There was almost no spring at all; maybe a few warmish days following a long, dreary, grey winter, and then finally it was summer. But only for a moment. We barely had time to consider the heat index and the humidity, with a sprinkling of those intense summer storms with dark clouds, booming thunder and bright lightning, before the page of the calendar turned again and now summer is over.
Summer is the season for plans and projects, but somehow there is never time enough to accomplish them.
All throughout my childhood, I had big plans, big ideas, big dreams as each summer drew near. I would learn to ride a bike. I would learn to swim. I would lay out for hours every day and finally get a golden tan.
But I didn’t have a bicycle. My little brother had one, but my knees bumped the handlebars on those few occasions when I would wobble around the front yard on it.
And it was a long, hot walk to the Sportscenter pool, and an even longer, hotter walk back home. The misery of the effort was only rarely worth the reward of cooling off in the blue chlorinated waters in between.
And I never managed to lay out on a towel spread across the backyard grass for more than 15 minutes before I was driven back indoors by the sun, the sweat and the insects. So I returned to school every September, my legs pale and my cheeks pink from embarrassment as I lost every contest in which girls held their forearms against one another to see who had the deeper tan.
I dragged those same goals into all the summers of my youth. I never accomplished a single one of them a single time, but always told myself that next summer – next summer would be different.
The summers were never different – but everything else has changed.
I did finally learn to ride a bike, at least well enough to weave my way slowly around the Greenbelt. If you see me coming, however, it would be wise to move out of my way as my steering is not as dependable as you might hope it would be.
I still can’t swim, but the water at Holiday World isn’t over my head so who cares. And on those few occasions when I have the opportunity to go into deeper water, there are two words that make all the difference: Life. Jacket.
And not getting a tan when I was younger was smarter than anyone would have guessed.
…As for the time I spent not learning to ride a bike, not learning to swim and not getting a tan – well, that turns out to have been time well spent; very well spent indeed.
I read.
Sometimes I started a book early in the morning and finished it late at night. I read mysteries and adventures that kindled a spark of curiosity and courage within my own spirit.
I read – don’t laugh – I read books on etiquette. I don’t know why they intrigued me so, but they did. I studied the rules for a proper table setting, even though I was skeptical that so many forks actually existed.
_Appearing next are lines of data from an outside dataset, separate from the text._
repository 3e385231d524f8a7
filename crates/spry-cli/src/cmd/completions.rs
//! Completions command

use clap::CommandFactory;
use clap_complete::generate;

/// Generate shell completions
pub fn completions(shell: clap_complete::Shell) {
    let mut cmd = crate::Cli::command();
    generate(shell, &mut cmd, "spry-pkg", &mut std::io::stdout());
}
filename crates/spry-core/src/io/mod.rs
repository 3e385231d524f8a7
//! IO modules - side effects (network, filesystem)

pub mod download;
pub mod extract;
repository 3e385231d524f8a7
pub mod catalog;
pub mod config;
pub mod error;
pub mod install;
pub mod io;
pub mod paths;
pub mod pipeline;
pub mod probe;
pub mod reporter;
pub mod resolver;

pub use catalog::Catalog;
pub use config::Config;
pub use error::{InstallError, PackageFailure, Stage};
pub use install::{InstalledBinary, Installer};
pub use paths::*;
pub use pipeline::{InstallReport, Pipeline, Plan, Verification};
pub use reporter::{NullReporter, Reporter};

/// User Agent string for core operations
pub const USER_AGENT: &str = concat!("spry-core/", env!("CARGO_PKG_VERSION"));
I memorized how, whether and when to stand when someone else entered the room; how to introduce myself or others; how to write a proper thank-you note to my hostess after a visit. Not that I ever saw or did any of these things in real life, but I’ve never regretted learning what would be correct if I ever needed it.
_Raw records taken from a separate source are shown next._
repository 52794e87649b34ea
use std::collections::VecDeque;

use chrono::{NaiveDate, NaiveDateTime, NaiveTime};
use rusqlite::fallible_iterator::FallibleIterator;
use rusqlite::types::Value;
use rusqlite::{Batch, Connection, Statement, params_from_iter};

use crate::error::NativeError;
use crate::results::{QueryOutcome, ResultSet};
use crate::types::RowValues;

const TIMESTAMP_FORMATS: [&str; 2] = ["%Y-%m-%d %H:%M:%S%.f", "%Y-%m-%dT%H:%M:%S%.f"];

/// How a declared column type steers value conversion.
#[derive(Debug, Clone, Copy, PartialEq, Eq)]
enum ColumnKind {
    Bool,
    Decimal,
    Timestamp,
    Date,
    Time,
    Plain,
}

impl ColumnKind {
    fn from_decl(decl: Option<&str>) -> Self {
        let Some(decl) = decl else {
            return ColumnKind::Plain;
        };
        let decl = decl.trim().to_ascii_uppercase();
        if decl == "BIT" || decl.contains("BOOL") {
            ColumnKind::Bool
        } else if decl.contains("DECIMAL") || decl.contains("NUMERIC") {
            ColumnKind::Decimal
        } else if decl.contains("TIMESTAMP") || decl.contains("DATETIME") {
            ColumnKind::Timestamp
        } else if decl.starts_with("DATE") {
            ColumnKind::Date
        } else if decl.starts_with("TIME") {
            ColumnKind::Time
        } else {
            ColumnKind::Plain
        }
    }
}

fn convert_value(value: Value, kind: ColumnKind) -> RowValues {
    match (value, kind) {
        (Value::Null, _) => RowValues::Null,
        (Value::Integer(i), ColumnKind::Bool) => RowValues::Bool(i != 0),
        (Value::Integer(i), ColumnKind::Decimal) => RowValues::Decimal(i.to_string()),
        (Value::Integer(i), _) => RowValues::Int(i),
        (Value::Real(f), ColumnKind::Decimal) => RowValues::Decimal(f.to_string()),
        (Value::Real(f), _) => RowValues::Float(f),
        (Value::Text(s), ColumnKind::Decimal) => RowValues::Decimal(s),
        (Value::Text(s), ColumnKind::Timestamp) => TIMESTAMP_FORMATS
            .iter()
            .find_map(|fmt| NaiveDateTime::parse_from_str(&s, fmt).ok())
            .map_or(RowValues::Text(s), RowValues::Timestamp),
        (Value::Text(s), ColumnKind::Date) => NaiveDate::parse_from_str(&s, "%Y-%m-%d")
            .map_or(RowValues::Text(s), RowValues::Date),
        (Value::Text(s), ColumnKind::Time) => NaiveTime::parse_from_str(&s, "%H:%M:%S%.f")
            .map_or(RowValues::Text(s), RowValues::Time),
        (Value::Text(s), _) => RowValues::Text(s),
        (Value::Blob(b), _) => RowValues::Blob(b),
    }
}

/// Run a row-producing statement and materialise every row.
///
/// # Errors
/// Returns the `rusqlite::Error` raised while binding, stepping or reading a column.
pub fn build_result_set(
    stmt: &mut Statement<'_>,
    params: &[Value],
) -> Result<ResultSet, rusqlite::Error> {
    let column_names: Vec<String> = stmt
        .column_names()
        .into_iter()
        .map(str::to_owned)
        .collect();
    let kinds: Vec<ColumnKind> = stmt
        .columns()
        .iter()
        .map(|column| ColumnKind::from_decl(column.decl_type()))
        .collect();

    let mut result_set = ResultSet::with_capacity(column_names, 10);
    let mut rows = stmt.query(params_from_iter(params))?;
    while let Some(row) = rows.next()? {
        let mut values = Vec::with_capacity(kinds.len());
        for (idx, kind) in kinds.iter().enumerate() {
            let value: Value = row.get(idx)?;
            values.push(convert_value(value, *kind));
        }
        result_set.add_row_values(values);
    }
    Ok(result_set)
}

/// Compile every statement in `sql` without running any of them.
///
/// # Errors
/// Returns the first compile failure (syntax error, unknown table, ...).
pub fn compile(conn: &Connection, sql: &str) -> Result<(), rusqlite::Error> {
    let mut batch = Batch::new(conn, sql);
    while batch.next()?.is_some() {}
    Ok(())
}

/// Execute every statement in `sql`, binding `params` positionally across them.
///
/// Returns the outcome of the execution plus any further result sets, in the order the
/// statements produced them. The first result set, if any statement produced rows,
/// becomes the outcome; otherwise the affected-row counts are summed.
///
/// # Errors
/// Returns the first `rusqlite::Error`, including a parameter-count mismatch.
pub fn run_batch(
    conn: &Connection,
    sql: &str,
    params: &[Value],
) -> Result<(QueryOutcome, VecDeque<ResultSet>), rusqlite::Error> {
    let mut batch = Batch::new(conn, sql);
    let mut remaining = params;
    let mut bound_so_far = 0usize;
    let mut result_sets = VecDeque::new();
    let mut affected = 0usize;

    while let Some(mut stmt) = batch.next()? {
        let wanted = stmt.parameter_count();
        if remaining.len() < wanted {
            return Err(rusqlite::Error::InvalidParameterCount(
                params.len(),
                bound_so_far + wanted,
            ));
        }
        let (bound, rest) = remaining.split_at(wanted);
        remaining = rest;
        bound_so_far += wanted;

        if stmt.column_count() > 0 {
            result_sets.push_back(build_result_set(&mut stmt, bound)?);
        } else {
            affected += stmt.execute(params_from_iter(bound))?;
        }
    }

    if !remaining.is_empty() {
        return Err(rusqlite::Error::InvalidParameterCount(
            params.len(),
            bound_so_far,
        ));
    }

    let outcome = match result_sets.pop_front() {
        Some(first) => QueryOutcome::Rows(first),
        None => QueryOutcome::Affected(affected),
    };
    Ok((outcome, result_sets))
}

/// Map a `rusqlite` failure onto the native error shape, keeping the text verbatim.
#[must_use]
pub fn native_error(err: rusqlite::Error) -> NativeError {
    match err {
        rusqlite::Error::SqliteFailure(failure, message) => {
            let text = message.unwrap_or_else(|| failure.to_string());
            NativeError::new(failure.extended_code, text)
        }
        other @ rusqlite::Error::InvalidParameterCount(..) => {
            NativeError::new(rusqlite::ffi::SQLITE_RANGE, other.to_string())
        }
        other => NativeError::message(other.to_string()),
    }
}

#[cfg(test)]
mod tests {
    use super::*;

    fn memory() -> Result<Connection, rusqlite::Error> {
        let conn = Connection::open_in_memory()?;
        conn.execute_batch(
            "CREATE TABLE t (id INTEGER PRIMARY KEY, v VARCHAR(10), flag BIT,
                             price DECIMAL(10, 2), born DATE, seen TIMESTAMP);
             INSERT INTO t VALUES (1, 'a', 1, 12.5, '2025-09-17', '2025-09-17 21:22:23.123');
             INSERT INTO t VALUES (2, 'b', 0, 3, 'not a date', NULL);",
        )?;
        Ok(conn)
    }

    #[test]
    fn declared_types_steer_conversion() -> Result<(), rusqlite::Error> {
        let conn = memory()?;
        let (outcome, rest) = run_batch(&conn, "SELECT * FROM t ORDER BY id", &[])?;
        assert!(rest.is_empty());
        let rs = outcome.into_rows().unwrap_or_default();
        assert_eq!(rs.len(), 2);
        let first = &rs.rows[0];
        assert_eq!(first.get("flag"), Some(&RowValues::Bool(true)));
        assert_eq!(first.get("price"), Some(&RowValues::Decimal("12.5".into())));
        assert!(first.get("born").and_then(RowValues::as_date).is_some());
        assert!(first.get("seen").and_then(RowValues::as_timestamp).is_some());
        assert_eq!(rs.rows[1].get("born"), Some(&RowValues::Text("not a date".into())));
        assert_eq!(rs.rows[1].get("seen"), Some(&RowValues::Null));
        Ok(())
    }

    #[test]
    fn params_are_bound_across_statements() -> Result<(), rusqlite::Error> {
        let conn = memory()?;
        let params = [Value::Integer(1), Value::Integer(2)];
        let (outcome, rest) = run_batch(
            &conn,
            "SELECT v FROM t WHERE id = ?; SELECT v FROM t WHERE id = ?",
            &params,
        )?;
        assert_eq!(outcome.rows().map(ResultSet::len), Some(1));
        assert_eq!(rest.len(), 1);
        assert_eq!(rest[0].rows[0].get("v"), Some(&RowValues::Text("b".into())));
        Ok(())
    }

    #[test]
    fn dml_reports_summed_affected_rows() -> Result<(), rusqlite::Error> {
        let conn = memory()?;
        let (outcome, _) = run_batch(&conn, "UPDATE t SET v = 'z'; DELETE FROM t WHERE id = 2", &[])?;
        assert_eq!(outcome.affected(), Some(3));
        Ok(())
    }

    #[test]
    fn parameter_count_mismatch_is_a_range_error() -> Result<(), rusqlite::Error> {
        let conn = memory()?;
        let too_many = [Value::Integer(1), Value::Integer(2)];
        let err = run_batch(&conn, "SELECT v FROM t WHERE id = ?", &too_many)
            .err()
            .map(native_error);
        assert_eq!(err.and_then(|e| e.code), Some(rusqlite::ffi::SQLITE_RANGE));
        let too_few = run_batch(&conn, "SELECT v FROM t WHERE id = ? AND v = ?", &too_many[..1]);
        assert!(too_few.is_err());
        Ok(())
    }

    #[test]
    fn selected_columns_keep_their_order() -> Result<(), rusqlite::Error> {
        let conn = memory()?;
        compile(&conn, "SELECT 1 AS zeta, 2 AS alpha, 3 AS alpha; SELECT 4 AS b, 5 AS a")?;
        let (outcome, rest) =
            run_batch(&conn, "SELECT 1 AS zeta, 2 AS alpha, 3 AS alpha; SELECT 4 AS b, 5 AS a", &[])?;
        let rs = outcome.into_rows().unwrap_or_default();
        assert_eq!(rs.column_names(), ["zeta", "alpha", "alpha"]);
        let first = serde_json::to_string(&rs.to_json()).unwrap_or_default();
        assert_eq!(first, r#"[{"zeta":1,"alpha":3}]"#);
        assert_eq!(rs.rows[0].get("alpha"), Some(&RowValues::Int(3)));
        let second = rest.front().map(|rs| serde_json::to_string(&rs.to_json()).unwrap_or_default());
        assert_eq!(second.as_deref(), Some(r#"[{"b":4,"a":5}]"#));
        Ok(())
    }

    #[test]
    fn unknown_table_keeps_native_text() -> Result<(), rusqlite::Error> {
        let conn = memory()?;
        let err = compile(&conn, "SELECT * FROM NONEXISTENT_TABLE").err().map(native_error);
        let message = err.map(|e| e.message).unwrap_or_default();
        assert!(message.contains("no such table"), "{message}");
        Ok(())
    }
}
I wrote. A lot. Short stories and books, filling entire spiral notebooks with ridiculously melodramatic tales of action and adventure, and melancholy poems.
They were awful.
I never let anyone read them then, and I sure wouldn’t now.
But here’s the thing.
My summers never turned out the way I expected them to, the way I wanted them to.
But neither did my life.
And as it turned out, my unplanned summers prepared me for all the seasons of my unplanned life, after all.